Todo iba sobre rieles: Amelia exhibía y el artista bocetaba. Hasta que una mañana cualquiera el gordo olvidó sobre el pupitre su última obra de arte, rubricada al pie con una ardiente dedicatoria.
Antes de salir al recreo, a la rubia Amelita (¡ destino cruel!) se le ocurrió recorrer los pupitres: un ángulo del dibujo del gordo, que asomaba debajo del cuaderno, despertó su curiosidad.
El resto es obvio. Cuando volvimos del recreo la Soto le pidió a Joaquín que se acercara. Y allí, en el podio sagrado, delante de toda la purretada, le estampó una soberbia y sonorísima cachetada.

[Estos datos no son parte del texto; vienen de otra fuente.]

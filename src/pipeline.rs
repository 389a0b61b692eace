//! Ingestion orchestration.
//!
//! Drives the artist → song → lyrics phase sequence for the two operating
//! modes. Phases are strict barriers: the worker set of one phase fully
//! drains before the next phase starts. Work within a phase is unordered;
//! network concurrency is throttled solely by the fetcher's permit pool.
//!
//! Per-unit failures (one artist, one song, one lyrics fetch) are caught at
//! the work-item boundary, logged and counted; the run continues. Failure
//! to acquire the artist index or to reach the store aborts the run.

use crate::db;
use crate::filter::FilterChain;
use crate::models::{Artist, ArtistRef, FetchedArtist, Lyrics, Song};
use crate::reconcile::{reconcile_artists, reconcile_songs};
use crate::release::Packager;
use crate::scrape::Source;
use crate::Result;
use sqlx::SqlitePool;
use std::collections::{HashMap, HashSet};
use std::path::Path;
use std::sync::Arc;
use tokio::task::JoinSet;
use tokio_util::sync::CancellationToken;
use tracing::{info, warn};

/// Operating mode, selected at startup.
#[derive(Debug, Clone, Copy, PartialEq, Eq)]
pub enum Mode {
    /// Process the entire fetched artist index.
    Full,
    /// Process artists absent from the store, plus a views-refresh sweep
    /// over every persisted artist.
    Incremental,
}

/// Counters reported at the end of a run. Partial failures are visible
/// here rather than silently dropped.
#[derive(Debug, Default, Clone)]
pub struct RunSummary {
    pub new_artists: usize,
    pub updated_artists: usize,
    pub new_songs: usize,
    pub new_lyrics: usize,
    pub skipped: usize,
    pub failures: usize,
}

/// Outcome of probing one artist page for its view counter.
enum Probe {
    Fetched(FetchedArtist),
    /// No views counter on the page; a stored row still gets its song
    /// sweep with stale views.
    Absent {
        slug: String,
        stored: Option<Artist>,
    },
    /// Fetch failed after retries; a stored row is carried forward.
    Failed(Option<Artist>),
    Cancelled,
}

pub struct Orchestrator<S: Source + 'static> {
    db: SqlitePool,
    source: Arc<S>,
    filter: Arc<FilterChain>,
    packager: Packager,
    cancel: CancellationToken,
}
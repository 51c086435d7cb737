//! Player contact rules: pickups, stomps, hits and level completion

use glam::Vec2;

use super::geom::{overlaps, touching};
use super::particles;
use super::state::{
    EffectKind, EnemyKind, GameEvent, ParticleKind, PowerUpKind, Transition, WorldState,
};
use crate::consts::*;

/// Result of the player taking damage
#[derive(Debug, Clone, Copy, PartialEq, Eq)]
pub enum HitOutcome {
    /// Super player lost the power-up and keeps playing
    Shrunk,
    /// Level reset requested
    Died,
}

/// An enemy removed from play
#[derive(Debug, Clone, Copy, PartialEq, Eq)]
pub struct Defeat {
    pub kind: EnemyKind,
    pub score: u64,
}

/// Apply one hit to the player
pub fn player_hit(state: &mut WorldState) -> HitOutcome {
    if state.player.is_super() {
        let now = state.time_ticks;
        state.player.shrink();
        state.player.make_invulnerable(now);

        let center = state.player.center();
        let top = Vec2::new(center.x, state.player.pos.y);
        particles::emit(state, center, ParticleKind::PowerUp, 15);
        particles::add_effect(state, top, EffectKind::PowerUp, "Shrunk!");
        state.push_event(GameEvent::PlayerShrunk);
        log::info!("Player shrunk at tick {}", now);
        HitOutcome::Shrunk
    } else {
        state.request(Transition::Reset);
        HitOutcome::Died
    }
}

/// Remove an enemy and award its points
///
/// Returns `None` when the enemy was already defeated this tick or is gone.
pub fn defeat_enemy(state: &mut WorldState, enemy_id: u32) -> Option<Defeat> {
    let index = state.enemy_index(enemy_id)?;
    if !state.enemies_hit.insert(enemy_id) {
        return None;
    }
    let enemy = state.enemies.remove(index);

    let score = enemy.score();
    let kind = enemy.kind();
    state.score += score;

    let center = enemy.center();
    let count = match kind {
        EnemyKind::Platform => 25,
        EnemyKind::Ground => 20,
    };
    particles::add_effect(
        state,
        Vec2::new(center.x, enemy.pos.y),
        EffectKind::Enemy,
        format!("+{score}"),
    );
    particles::emit(state, center, ParticleKind::Enemy, count);
    log::debug!("Enemy {} ({:?}) defeated for {}", enemy_id, kind, score);

    Some(Defeat { kind, score })
}

/// Resolve contact between the player and one enemy
///
/// A stomp takes out every enemy in the same vertical band that the player
/// overlaps. Any other contact hurts the player unless invulnerable.
pub fn resolve_enemy_contact(state: &mut WorldState, enemy_id: u32) {
    let Some(index) = state.enemy_index(enemy_id) else {
        return;
    };
    let enemy_rect = state.enemies[index].rect();
    let player_rect = state.player.rect();
    if !overlaps(&player_rect, &enemy_rect) {
        return;
    }

    let stomp =
        state.player.bottom() - enemy_rect.top() < STOMP_DEPTH && state.player.vel.y > 0.0;
    if !stomp {
        if !state.player.invulnerable {
            player_hit(state);
        }
        return;
    }

    let band_y = enemy_rect.y;
    let group: Vec<(u32, EnemyKind)> = state
        .enemies
        .iter()
        .filter(|e| {
            !state.enemies_hit.contains(&e.id)
                && (e.pos.y - band_y).abs() < STOMP_BAND
                && touching(&player_rect, *e)
        })
        .map(|e| (e.id, e.kind()))
        .collect();
    let platform_stomp = group.iter().any(|(_, kind)| *kind == EnemyKind::Platform);

    for (id, _) in group {
        defeat_enemy(state, id);
    }

    let bounce = if platform_stomp {
        PLATFORM_STOMP_BOUNCE
    } else {
        1.0
    };
    state.player.vel.y = -PLAYER_JUMP_FORCE * bounce;
    check_level_completion(state);
}

/// Request the next level (or victory) once both objectives are met
pub fn check_level_completion(state: &mut WorldState) -> bool {
    let coins_ok = state.collected_coins() >= state.require_coins as usize;
    let defeated = state
        .level_enemy_total
        .saturating_sub(state.enemies.len() as u32);
    let enemies_ok = defeated >= state.require_enemies;
    if !(coins_ok && enemies_ok) {
        return false;
    }

    if state.level < state.config.max_level() {
        state.request(Transition::Advance);
    } else {
        state.request(Transition::Victory);
    }
    true
}

/// Collect everything the player overlaps: coins, then chests, then power-ups
pub fn collect_pickups(state: &mut WorldState) {
    for i in 0..state.coins.len() {
        if state.coins[i].collected || !touching(&state.player, &state.coins[i]) {
            continue;
        }
        state.coins[i].collected = true;
        let rect = state.coins[i].rect();

        state.score += COIN_SCORE;
        state.coin_count += 1;
        particles::add_effect(
            state,
            Vec2::new(rect.center().x, rect.y),
            EffectKind::Coin,
            format!("+{COIN_SCORE}"),
        );
        check_level_completion(state);
        particles::emit(state, rect.center(), ParticleKind::Collect, 20);
    }

    for i in 0..state.chests.len() {
        if state.chests[i].collected || !touching(&state.player, &state.chests[i]) {
            continue;
        }
        state.chests[i].collected = true;
        let weapon_id = state.chests[i].kind;
        let rect = state.chests[i].rect();

        let name = match state.config.weapon(weapon_id) {
            Ok(weapon) => {
                state.player.attack_cooldown = crate::ms_to_ticks(weapon.cooldown_ms);
                weapon.name.clone()
            }
            Err(e) => {
                log::warn!("Chest {} carries an unusable weapon: {}", state.chests[i].id, e);
                continue;
            }
        };
        state.player.weapon = Some(weapon_id);
        log::info!("Player equipped {}", name);

        let top = Vec2::new(rect.center().x, rect.y);
        particles::add_effect(state, top, EffectKind::Chest, format!("Got {name}!"));
        particles::emit(state, rect.center(), ParticleKind::Collect, 20);
    }

    for i in 0..state.powerups.len() {
        if state.powerups[i].collected || !touching(&state.player, &state.powerups[i]) {
            continue;
        }
        state.powerups[i].collected = true;
        let kind = state.powerups[i].kind;
        let rect = state.powerups[i].rect();
        let top = Vec2::new(rect.center().x, rect.y);

        match kind {
            PowerUpKind::Mushroom => {
                state.player.grow();
                let level_width = state.config.level_width;
                state.player.clamp_to_level(level_width);
                let center = state.player.center();
                particles::emit(state, center, ParticleKind::PowerUp, 15);
                particles::add_effect(state, top, EffectKind::PowerUp, "Super Size!");
            }
            PowerUpKind::Wings => {
                state.player.grant_wings();
                particles::add_effect(state, top, EffectKind::PowerUp, "Wings Power!");
            }
        }
        log::info!("Player collected {:?}", kind);
        particles::emit(state, rect.center(), ParticleKind::Collect, 20);
    }
}
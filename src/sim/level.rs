//! Level building and transitions

use glam::Vec2;
use rand::Rng;

use super::bricks;
use super::enemy;
use super::geom::Rect;
use super::state::{Coin, GameEvent, GamePhase, Motion, Transition, WorldState};
use crate::config::{ConfigError, LevelConfig};
use crate::consts::*;

/// Placement attempts per coin before using the platform fallback spot
const COIN_PLACEMENT_ATTEMPTS: u32 = 15;
/// Minimum spacing between placed coins
const COIN_MIN_DISTANCE: f32 = 200.0;

impl WorldState {
    /// Build level `level` from the config
    ///
    /// Score, deaths and coin count carry over. The player loses weapon and
    /// flight and gets a fresh invulnerability window.
    pub fn init_level(&mut self, level: u32) -> Result<(), ConfigError> {
        let level_config = self.config.level(level)?.clone();

        let mut platforms = Vec::with_capacity(level_config.platforms.len() + 1);
        platforms.push(self.config.ground());
        platforms.extend(level_config.platforms.iter().copied());

        let bricks = level_config
            .bricks
            .iter()
            .map(|placement| bricks::create_brick(self, placement))
            .collect();
        let enemies = enemy::spawn_for_level(self, level, &level_config, &platforms)?;
        let coins = place_coins(self, &level_config);

        self.level = level;
        self.objective = level_config.objective.clone();
        self.require_coins = level_config.require_coins;
        self.require_enemies = level_config.require_enemies;
        self.level_enemy_total = enemies.len() as u32;
        self.platforms = platforms;
        self.bricks = bricks;
        self.enemies = enemies;
        self.coins = coins;
        self.powerups.clear();
        self.chests.clear();
        self.shots.clear();

        let now = self.time_ticks;
        self.player.weapon = None;
        self.player.make_invulnerable(now);
        self.player.clear_flight();

        log::info!(
            "Level {} '{}': {} enemies, {} coins, {} bricks",
            level,
            level_config.name,
            self.level_enemy_total,
            self.coins.len(),
            self.bricks.len()
        );
        Ok(())
    }

    /// Death: back to the level start with score and coins zeroed
    pub fn reset_level(&mut self) -> Result<(), ConfigError> {
        self.flash_ticks = FLASH_TICKS;
        self.player.return_to_start();
        self.player.shrink();
        self.camera.x = 0.0;

        self.score = 0;
        self.death_count += 1;
        self.coin_count = 0;

        let level = self.level;
        self.init_level(level)?;
        self.push_event(GameEvent::PlayerDied {
            level,
            deaths: self.death_count,
        });
        log::info!("Player died on level {} (deaths: {})", level, self.death_count);
        Ok(())
    }

    /// Move on to the next level, keeping super size
    pub fn advance_level(&mut self) -> Result<(), ConfigError> {
        let finished = self.level;
        let next = finished + 1;
        // Fail before touching anything
        self.config.level(next)?;

        let was_super = self.player.is_super();
        self.player.return_to_start();
        self.player.invulnerable = false;
        self.camera.x = 0.0;
        if was_super {
            self.player.grow();
        } else {
            self.player.shrink();
        }

        self.init_level(next)?;
        self.push_event(GameEvent::LevelComplete {
            level: finished,
            next_level: next,
        });
        Ok(())
    }

    /// Final level cleared; further ticks are no-ops
    pub fn declare_victory(&mut self) {
        self.phase = GamePhase::Victory;
        let play_time_secs = self.play_time_secs();
        self.push_event(GameEvent::Victory {
            score: self.score,
            play_time_secs,
            deaths: self.death_count,
        });
        log::info!(
            "Victory! score {} in {:.1}s with {} deaths",
            self.score,
            play_time_secs,
            self.death_count
        );
    }

    /// Apply the transition requested during this tick, if any
    pub fn apply_pending_transition(&mut self) {
        let Some(transition) = self.pending.take() else {
            return;
        };
        let result = match transition {
            Transition::Reset => self.reset_level(),
            Transition::Advance => self.advance_level(),
            Transition::Victory => {
                self.declare_victory();
                Ok(())
            }
        };
        if let Err(e) = result {
            log::error!("{:?} transition failed: {}", transition, e);
        }
    }
}

/// Scatter the level's required coins over its platforms
fn place_coins(state: &mut WorldState, level_config: &LevelConfig) -> Vec<Coin> {
    let count = level_config.require_coins as usize;
    let anchors = if level_config.platforms.is_empty() {
        vec![state.config.ground()]
    } else {
        level_config.platforms.clone()
    };

    let mut coins: Vec<Coin> = Vec::with_capacity(count);
    for i in 0..count {
        let anchor = anchors[i * anchors.len() / count];
        let pos = find_coin_position(state, &anchor, &coins);
        let id = state.next_entity_id();
        coins.push(Coin::new(id, pos, Vec2::splat(COIN_SIZE), Motion::Static, ()));
    }
    coins
}

/// Pick a spot on the ground, on `platform`, or floating above it
///
/// Candidates within [`COIN_MIN_DISTANCE`] of an existing coin are rejected.
fn find_coin_position(state: &mut WorldState, platform: &Rect, existing: &[Coin]) -> Vec2 {
    let ground_y = state.config.ground_y;
    let ground_span = (state.config.level_width - 600.0).max(0.0);
    let clear = |pos: Vec2| {
        existing
            .iter()
            .all(|c| c.pos.distance(pos) >= COIN_MIN_DISTANCE)
    };

    for _ in 0..COIN_PLACEMENT_ATTEMPTS {
        let rng = &mut state.rng;
        let candidate = if rng.random::<f32>() < 0.2 {
            Vec2::new(rng.random::<f32>() * ground_span, ground_y - COIN_SIZE)
        } else if rng.random::<f32>() < 0.4 {
            let x = platform.x + rng.random::<f32>() * (platform.width - COIN_SIZE);
            Vec2::new(x, platform.y - 60.0)
        } else {
            let x = platform.x + rng.random::<f32>() * (platform.width - COIN_SIZE);
            Vec2::new(x, platform.y - 100.0 - rng.random::<f32>() * 100.0)
        };
        if clear(candidate) {
            return candidate;
        }
    }

    Vec2::new(platform.x + platform.width - COIN_SIZE, platform.y - 60.0)
}

#[cfg(test)]
mod tests {
    use super::*;
    use crate::config::GameConfig;
    use crate::sim::projectiles;
    use crate::sim::state::{Owner, PowerState};

    fn world() -> WorldState {
        WorldState::new(GameConfig::default(), 2024).unwrap()
    }

    #[test]
    fn test_new_world_starts_level_one() {
        let state = world();
        let config = GameConfig::default();
        let level = config.level(1).unwrap();

        assert_eq!(state.level, 1);
        assert_eq!(state.phase, GamePhase::Playing);
        assert_eq!(state.coins.len(), level.require_coins as usize);
        assert_eq!(state.bricks.len(), level.bricks.len());
        assert_eq!(state.platforms.len(), level.platforms.len() + 1);
        assert_eq!(state.platforms[0], config.ground());
        assert_eq!(state.level_enemy_total as usize, state.enemies.len());
        assert!(state.player.invulnerable);
    }

    #[test]
    fn test_coins_keep_their_distance_or_fall_back() {
        let state = world();
        let config = GameConfig::default();
        let platforms = &config.level(1).unwrap().platforms;
        for (i, a) in state.coins.iter().enumerate() {
            let fallback = platforms
                .iter()
                .any(|p| a.pos == Vec2::new(p.x + p.width - COIN_SIZE, p.y - 60.0));
            for b in &state.coins[..i] {
                assert!(fallback || a.pos.distance(b.pos) >= COIN_MIN_DISTANCE);
            }
        }
    }

    #[test]
    fn test_reset_zeroes_score_and_counts_death() {
        let mut state = world();
        state.score = 900;
        state.coin_count = 3;
        state.player.grow();
        state.player.pos = Vec2::new(1500.0, 100.0);
        state.camera.x = 700.0;

        state.reset_level().unwrap();
        assert_eq!(state.score, 0);
        assert_eq!(state.coin_count, 0);
        assert_eq!(state.death_count, 1);
        assert_eq!(state.flash_ticks, FLASH_TICKS);
        assert_eq!(state.player.state, PowerState::Normal);
        assert_eq!(state.player.pos, Vec2::new(PLAYER_START_X, PLAYER_START_Y));
        assert_eq!(state.camera.x, 0.0);
        assert_eq!(
            state.drain_events(),
            vec![GameEvent::PlayerDied {
                level: 1,
                deaths: 1
            }]
        );
    }

    #[test]
    fn test_advance_keeps_super_size() {
        let mut state = world();
        state.score = 500;
        state.player.grow();
        state.advance_level().unwrap();

        assert_eq!(state.level, 2);
        assert_eq!(state.score, 500);
        assert!(state.player.is_super());
        assert_eq!(state.player.size, Vec2::splat(PLAYER_SUPER_SIZE));
        assert_eq!(state.player.weapon, None);
        assert_eq!(
            state.drain_events(),
            vec![GameEvent::LevelComplete {
                level: 1,
                next_level: 2
            }]
        );
    }

    #[test]
    fn test_advance_keeps_winged_super_size() {
        let mut state = world();
        state.player.grow();
        state.player.grant_wings();
        state.advance_level().unwrap();

        assert!(state.player.is_super());
        assert_eq!(state.player.size, Vec2::splat(PLAYER_SUPER_SIZE));
        assert!(!state.player.can_fly);
    }

    #[test]
    fn test_bullets_in_flight_survive_level_rebuild() {
        let mut state = world();
        projectiles::spawn(&mut state, Vec2::new(2000.0, 200.0), 0.0, 6.0, Owner::Enemy);
        state.reset_level().unwrap();
        assert_eq!(state.projectiles.len(), 1);

        state.advance_level().unwrap();
        assert_eq!(state.projectiles.len(), 1);
        assert!(state.shots.is_empty());
    }

    #[test]
    fn test_advance_past_last_level_fails_cleanly() {
        let mut state = world();
        state.init_level(3).unwrap();
        let enemies = state.enemies.len();
        assert!(matches!(
            state.advance_level(),
            Err(ConfigError::UnknownLevel(4))
        ));
        assert_eq!(state.level, 3);
        assert_eq!(state.enemies.len(), enemies);
    }

    #[test]
    fn test_pending_victory_ends_session() {
        let mut state = world();
        state.request(Transition::Victory);
        state.request(Transition::Reset);
        state.apply_pending_transition();

        assert_eq!(state.phase, GamePhase::Victory);
        assert_eq!(state.death_count, 0);
        assert!(matches!(
            state.drain_events().as_slice(),
            [GameEvent::Victory { deaths: 0, .. }]
        ));
        assert!(state.pending.is_none());
    }
}
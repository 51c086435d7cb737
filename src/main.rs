//! Fox Platformer - headless runner
//!
//! Runs the simulation with a scripted autopilot and logs what happens. Set
//! `RUST_LOG=info` (or `debug`) to see the event stream.

use std::path::{Path, PathBuf};

use anyhow::{Context, Result};
use clap::Parser;

use fox_platformer::GameConfig;
use fox_platformer::Session;
use fox_platformer::consts::*;
use fox_platformer::sim::{GameEvent, GamePhase, TickInput, WorldState};

#[derive(Parser, Debug)]
#[command(name = "fox-platformer")]
#[command(about = "Headless fox platformer run with a scripted autopilot")]
struct Cli {
    /// RNG seed for the run
    #[arg(long, default_value_t = 12345)]
    seed: u64,
    /// Simulated seconds before giving up
    #[arg(long, default_value_t = 120)]
    seconds: u32,
    /// JSON level/weapon config (built-in tables when omitted)
    #[arg(long)]
    config: Option<PathBuf>,
    /// Print the active config as JSON and exit
    #[arg(long, default_value_t = false)]
    dump_config: bool,
}

fn load_config(path: Option<&Path>) -> Result<GameConfig> {
    let Some(path) = path else {
        return Ok(GameConfig::default());
    };
    let json = std::fs::read_to_string(path)
        .with_context(|| format!("reading {}", path.display()))?;
    let config = GameConfig::from_json_str(&json)
        .with_context(|| format!("loading {}", path.display()))?;
    log::info!("Loaded {} levels from {}", config.max_level(), path.display());
    Ok(config)
}

/// Run right, hop every so often, shoot whenever armed
fn autopilot(world: &WorldState) -> TickInput {
    let t = world.time_ticks;
    TickInput {
        left: false,
        right: true,
        up: t % 45 < 12,
        attack: world.player.weapon.is_some(),
    }
}

fn main() -> Result<()> {
    env_logger::init();
    let args = Cli::parse();
    let config = load_config(args.config.as_deref())?;

    if args.dump_config {
        println!("{}", config.to_json_pretty()?);
        return Ok(());
    }

    log::info!("Fox Platformer (headless) starting with seed {}", args.seed);
    let mut session = Session::new(config, args.seed)?;

    let frames = args.seconds * TICKS_PER_SECOND;
    for _ in 0..frames {
        let input = autopilot(&session.world);
        for event in session.update(SIM_DT, &input) {
            match event {
                GameEvent::LevelComplete { level, next_level } => {
                    log::info!("Level {} complete, on to {}", level, next_level)
                }
                GameEvent::PlayerDied { level, deaths } => {
                    log::info!("Died on level {} ({} total)", level, deaths)
                }
                GameEvent::PlayerShrunk => log::info!("Shrunk"),
                GameEvent::Victory {
                    score,
                    play_time_secs,
                    deaths,
                } => log::info!(
                    "Victory: {} points, {:.1}s, {} deaths",
                    score,
                    play_time_secs,
                    deaths
                ),
            }
        }
        if session.world.phase == GamePhase::Victory {
            break;
        }
    }

    let world = &session.world;
    println!(
        "level {} | score {} | coins {} | deaths {} | {:.1}s",
        world.level,
        world.score,
        world.coin_count,
        world.death_count,
        world.play_time_secs()
    );
    Ok(())
}
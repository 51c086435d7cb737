//! Bullets: spawn, move, hit, expire

use glam::Vec2;

use super::geom::touching;
use super::interact;
use super::state::{Owner, Projectile, WorldState};
use crate::consts::*;

/// Fire a bullet from `pos` along `angle` (radians, screen space)
pub fn spawn(state: &mut WorldState, pos: Vec2, angle: f32, speed: f32, owner: Owner) {
    let size = match owner {
        Owner::Player => PLAYER_SHOT_SIZE,
        Owner::Enemy => ENEMY_SHOT_SIZE,
    };
    state.projectiles.push(Projectile {
        pos,
        vel: Vec2::new(angle.cos(), angle.sin()) * speed,
        size,
        owner,
        active: true,
    });
}

/// Move every bullet, resolve hits, and drop spent or off-level ones
///
/// Enemy bullets only test the player. Player bullets stop at the first enemy
/// they touch.
pub fn update(state: &mut WorldState) {
    for i in 0..state.projectiles.len() {
        let vel = state.projectiles[i].vel;
        state.projectiles[i].pos += vel;

        if !state.projectiles[i].active {
            continue;
        }

        let owner = state.projectiles[i].owner;
        match owner {
            Owner::Enemy => {
                if touching(&state.projectiles[i], &state.player) {
                    state.projectiles[i].active = false;
                    if !state.player.invulnerable {
                        interact::player_hit(state);
                    }
                }
            }
            Owner::Player => {
                let target = state
                    .enemies
                    .iter()
                    .find(|e| touching(&state.projectiles[i], *e))
                    .map(|e| e.id);
                if let Some(enemy_id) = target {
                    state.projectiles[i].active = false;
                    if interact::defeat_enemy(state, enemy_id).is_some() {
                        interact::check_level_completion(state);
                    }
                }
            }
        }
    }

    let level_width = state.config.level_width;
    let height = state.config.viewport_height;
    state.projectiles.retain(|p| {
        p.active && p.pos.x >= 0.0 && p.pos.x <= level_width && p.pos.y >= 0.0 && p.pos.y <= height
    });
}

#[cfg(test)]
mod tests {
    use super::*;
    use crate::config::{GameConfig, WeaponId};
    use crate::sim::state::{Enemy, EnemyBehavior, Patrol, Transition};

    fn empty_world() -> WorldState {
        let mut state = WorldState::new(GameConfig::default(), 3).unwrap();
        state.enemies.clear();
        state.projectiles.clear();
        state.player.invulnerable = false;
        state
    }

    fn platform_enemy(state: &mut WorldState, pos: Vec2) -> u32 {
        let id = state.next_entity_id();
        state.enemies.push(Enemy {
            id,
            pos,
            size: Vec2::splat(ENEMY_SIZE),
            speed: 0.0,
            direction: 1.0,
            patrol: Patrol {
                start: pos.x - 100.0,
                end: pos.x + 100.0,
            },
            armed: false,
            weapon: WeaponId::EnemyGun,
            attack_cooldown: 120,
            last_attack_tick: None,
            behavior: EnemyBehavior::Platform {
                platform_y: pos.y,
                edge_margin: EDGE_MARGIN,
            },
        });
        id
    }

    #[test]
    fn test_projectile_moves_in_straight_line() {
        let mut state = empty_world();
        spawn(&mut state, Vec2::new(1000.0, 200.0), 0.0, 10.0, Owner::Player);
        update(&mut state);
        update(&mut state);
        let p = &state.projectiles[0];
        assert!((p.pos.x - 1020.0).abs() < 1e-4);
        assert!((p.pos.y - 200.0).abs() < 1e-4);
    }

    #[test]
    fn test_projectile_discarded_off_level() {
        let mut state = empty_world();
        spawn(&mut state, Vec2::new(5.0, 200.0), std::f32::consts::PI, 10.0, Owner::Player);
        spawn(&mut state, Vec2::new(500.0, 595.0), std::f32::consts::FRAC_PI_2, 10.0, Owner::Player);
        update(&mut state);
        assert!(state.projectiles.is_empty());
    }

    #[test]
    fn test_enemy_projectile_ignores_enemies() {
        let mut state = empty_world();
        state.player.pos = Vec2::new(50.0, 100.0);
        spawn(&mut state, Vec2::new(2000.0, 300.0), 0.0, 6.0, Owner::Enemy);
        update(&mut state);
        assert_eq!(state.projectiles.len(), 1);
        assert!(state.projectiles[0].is_enemy());
        assert_eq!(state.projectiles[0].size, ENEMY_SHOT_SIZE);
    }

    #[test]
    fn test_player_bullet_defeats_enemy_and_checks_completion() {
        let mut state = empty_world();
        state.coins.clear();
        state.require_coins = 0;
        state.require_enemies = 1;
        state.level_enemy_total = 1;
        let id = platform_enemy(&mut state, Vec2::new(1200.0, 300.0));

        spawn(&mut state, Vec2::new(1190.0, 315.0), 0.0, 10.0, Owner::Player);
        update(&mut state);

        assert!(state.enemy_index(id).is_none());
        assert!(state.projectiles.is_empty());
        assert_eq!(state.score, 150);
        assert!(state.enemies_hit.contains(&id));
        assert_eq!(state.pending, Some(Transition::Advance));
    }

    #[test]
    fn test_two_bullets_on_one_enemy_score_once() {
        let mut state = empty_world();
        platform_enemy(&mut state, Vec2::new(1200.0, 300.0));
        platform_enemy(&mut state, Vec2::new(2500.0, 300.0));
        state.level_enemy_total = 2;
        state.require_enemies = 2;

        spawn(&mut state, Vec2::new(1200.0, 310.0), 0.0, 0.0, Owner::Player);
        spawn(&mut state, Vec2::new(1210.0, 310.0), 0.0, 0.0, Owner::Player);
        update(&mut state);

        assert_eq!(state.enemies.len(), 1);
        assert_eq!(state.score, 150);
        // Nothing left under the second bullet, so it flies on
        assert_eq!(state.projectiles.len(), 1);
        assert!(state.pending.is_none());
    }
}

Un sismógrafo hubiera determinado que el bife de nuestra maestrita alcanzó los 7,5º de la escala Richter.
Las huellas rosadas de cuatro (de los cinco) dedos de la maestra quedaron de muestra en su rostro mofletudo. Estoy seguro que en aquel instante el gordo resolvió hacer un elegante mutis. Desde ese fatídico día cesó de dibujar a la Amelia Soto. O, dicho con propiedad, a las piernas tersas y blancas que, sin duda, le quitaban el sueño nocturno habitual y lo embarcaban en otro tipo de fantasías.
En lugar de bocetarlas mientras la modelo “posaba”, el gordo dibujaba de memoria, agregando detalles fruto de su imaginación fructuosa. Joaquín había iniciado la época creativa de su carrera. Al día siguiente, todavía agraviado, el gordo me propuso, de sopetón, tomarnos un día de “franco”: “Flaco. -me dijo- ¿Porqué no nos hacemos la rabona?”.
La proposición, atrayente y aventuresca, me sedujo. Y nos hicimos la rabona. El sol nos acompañó en la aventura, yéndose a pasear por otras galaxias. Las nubes, sonrientes, tenían todo el cielo para ellas.                                                                

El gordito y yo estábamos unidos en las travesuras, los juegos y las confidencias. Expresábamos con verguenza el cariño que nos ligaba. Éramos buenos compinches, uno flaco, yo, y el otro regordete y bien alimentado, Joaquín Solanas. Vivíamos en Caballito, en la calle Figueroa. La casona de los Solana era de estilo antiguo, con entrada para auto y bellos vitrales, vajilla de plata y porcelanas, sirvienta con cama y la mar en carroza.
Vivíamos pegados a la casona, en un departamento al que se llegaba atravesando un largo pasillo. En realidad, era un conventillo, medio hotel de inmigrantes, para familias que vivían del fiado. Y a veces de la caza y la pesca.
Fuera del gordo, todos los esquenunes éramos reos diplomados en la escuela de la calle, aunque algunos pisamos el palito de la lectura (Edgar Wallace, Verne, Salgari, Sexton Blake, Las mil y una noches, Leoplanes viejos y lo que hubiese). Leíamos todo lo que caía en nuestras manos: historietas, libritos de vaqueros, revistuchas. Descubrimos, con infantil asombro, lugares remotos, o nos extasiábamos con secuencias de un mundo más simple, sin ordenadoras, con personajes buenos y malos, en el que siempre triunfaban Dock Savage, Dick Tracy, el Agente X9. El tiempo nos pasaba entre juegos, lecturas y fechorías tales como tocar timbres y salir disparando, o patearle el cajón de fruta a algún vendedor ambulante. Fueron tiempos de candor, de la crueldad que no medía consecuencias...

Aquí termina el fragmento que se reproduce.